IPA 4551/CHENP/2008 originally claimed a method for selecting cardiomyocytes from a cell mixture containing cardiomyocytes and non-cardiomyocytes derived from embryonic stem cells or cells having similar characteristics. To overcome the objection under Section 3(b), a disclaimer was added to the claim that no cells derived from human embryonic stem cells were involved. A similar disclaimer was added to the claims of IPA 6526/CHENP/2008. The specifications in both these cases taught that the disclosed inventions could work with stem cells obtained without the destruction of human embryos.
The IPO sought a clarification about IPA 3649/DELNP/2008, whose claim was directed to an in vitro method for producing pluripotent human stem cells, which involved parthenogenetically activating an unfertilized human egg. The applicant submitted that a parthenote was different from an embryo as it was incapable of developing into a viable fetus, and the application was allowed. Here, the decision of the European Court of Justice (CJEU) in C‑364/13 on parthenotes was relied upon, where it was held that in order to be classified as a 'human embryo', a non-fertilised human ovum must necessarily have the inherent capacity of developing into a human being. The CJEU said that unfertilised human ova whose division and further development have been stimulted by parthenogenesis are not included in the term 'human embryos' as long as they are not capable of developing into a human being and have not been genetically manipulated to acquire such a capacity.
A different fate lay in store for 3853/KOLNP/2008, which claimed compositions comprising human ESCs, methods for expanding human ESCs, and methods for preparing a ready to use preparation of human ESCs.
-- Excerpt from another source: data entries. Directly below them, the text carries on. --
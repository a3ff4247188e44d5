// ============================================================================
// domain/error.rs - VALIDATION AND COMPOSITION ERRORS
// ============================================================================

use thiserror::Error;

/// Root domain error type.
///
/// All errors are:
/// - Cloneable (so a result can be reported and logged)
/// - Categorizable (validation vs. composition)
/// - Actionable (provides suggestions)
///
/// Messages never carry filesystem paths or compiler output. `Display`
/// may quote a rejected template or format name for operator logs;
/// `PlateError::public_message` drops it before anything reaches a caller.
#[derive(Debug, Error, Clone, PartialEq)]
pub enum DomainError {
    // ========================================================================
    // Validation Errors (400-level equivalent)
    // ========================================================================
    #[error("Invalid plate number: {reason}")]
    InvalidPlateNumber { reason: String },

    #[error("Invalid plate code for template '{template}': {reason}")]
    InvalidPlateCode { template: String, reason: String },

    #[error("Unknown template '{name}'")]
    UnknownTemplate { name: String },

    #[error("Unsupported output format '{format}'")]
    UnsupportedFormat { format: String },

    // ========================================================================
    // Composition Errors (template/config drift, server-side defects)
    // ========================================================================
    #[error("Template '{template}' script is missing placeholder {token}")]
    MissingPlaceholder { template: String, token: String },

    #[error("Composed script for '{template}' still contains token {token}")]
    UnresolvedPlaceholder { template: String, token: String },

    #[error("Value for placeholder {token} contains characters outside [A-Za-z0-9.]")]
    UnsafeValue { token: String },

    #[error("Layout value for placeholder {token} is not a finite number")]
    NonFiniteValue { token: String },
}

impl DomainError {
    /// Get user-actionable suggestions for fixing this error.
    pub fn suggestions(&self) -> Vec<String> {
        match self {
            Self::InvalidPlateNumber { .. } => vec![
                "Plate numbers contain digits only, e.g. 12345".into(),
                "Up to five digits are allowed".into(),
            ],
            Self::InvalidPlateCode { template, .. } => {
                let rule = template
                    .parse::<crate::domain::TemplateId>()
                    .map(|id| id.config().code_rule.describe())
                    .unwrap_or_else(|_| "see `plategen templates`".into());
                vec![
                    format!("Template '{template}' expects {rule}"),
                    "Codes are upper-cased automatically".into(),
                ]
            }
            Self::UnknownTemplate { .. } => vec![
                "Available templates:".into(),
                "  • dubai_new     - Dubai Plate - New".into(),
                "  • dubai_new_sm  - Dubai Plate - New Small".into(),
                "  • dubai_old     - Dubai Plate - Old".into(),
                "  • sharjah_old   - Sharjah Plate - Old".into(),
            ],
            Self::UnsupportedFormat { .. } => {
                vec!["Supported formats: stl, 3mf, off, amf".into()]
            }
            Self::MissingPlaceholder { template, .. }
            | Self::UnresolvedPlaceholder { template, .. } => vec![
                format!("The source script for '{template}' does not match its layout table"),
                "This is a server-side defect; please report it".into(),
            ],
            Self::UnsafeValue { .. } | Self::NonFiniteValue { .. } => {
                vec!["This is a server-side defect; please report it".into()]
            }
        }
    }

    /// Error category for display styling and transport mapping.
    pub fn category(&self) -> ErrorCategory {
        match self {
            Self::InvalidPlateNumber { .. }
            | Self::InvalidPlateCode { .. }
            | Self::UnsupportedFormat { .. } => ErrorCategory::Validation,
            Self::UnknownTemplate { .. } => ErrorCategory::NotFound,
            Self::MissingPlaceholder { .. }
            | Self::UnresolvedPlaceholder { .. }
            | Self::UnsafeValue { .. }
            | Self::NonFiniteValue { .. } => ErrorCategory::Composition,
        }
    }
}

#[derive(Debug, Clone, Copy, PartialEq, Eq)]
pub enum ErrorCategory {
    Validation,
    NotFound,
    Composition,
}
The applicant argued that the invention provided safe and effective human ESC compositions, and that Section 3(b) was not attracted. The applicant also submitted that the invention could be practiced without destroying a human embryo, and that the stem cells could be obtained from a cell line repository or parthenotes. The Controller, however, cited parts of the specification that suggested the use of ESCs obtained from the destruction of human embryos (the examples in the specification worked against the applicant in this case) The Controller further stated that the established or commercially available cell lines used were also necessarily produced by a destruction of human embryos, and the application was eventually refused.
Applying for stem cell based inventions in India
The law is clear that stem cells per se, and stem cell based therapies are not patentable. For the other types of stem cell based inventions, prosecution and practice suggest that inventions involving the use of human ESCs obtained by the destruction of human embryos are not patentable in India. The point in time at which such destruction takes place is irrelevant. Thus, even if an inventor has used established cell lines derived from human embryos, the claims are likely to be rejected.
If an application is filed for a human ESC-related invention, the patent specification should contain at least some embodiments or examples showing that, at the date of filing of the application, the invention could be worked without destroying human embryos. Documented scientific results accompanied by an affidavit would help demonstrate this. If required to do so, it is advisable to amend claims to add a disclaimer that human ESCs obtained from human embryos were not used. The IPO may also insist on requiring the deletion of paragraphs relating to human ESCs obtained by destroying human embryos from the specification.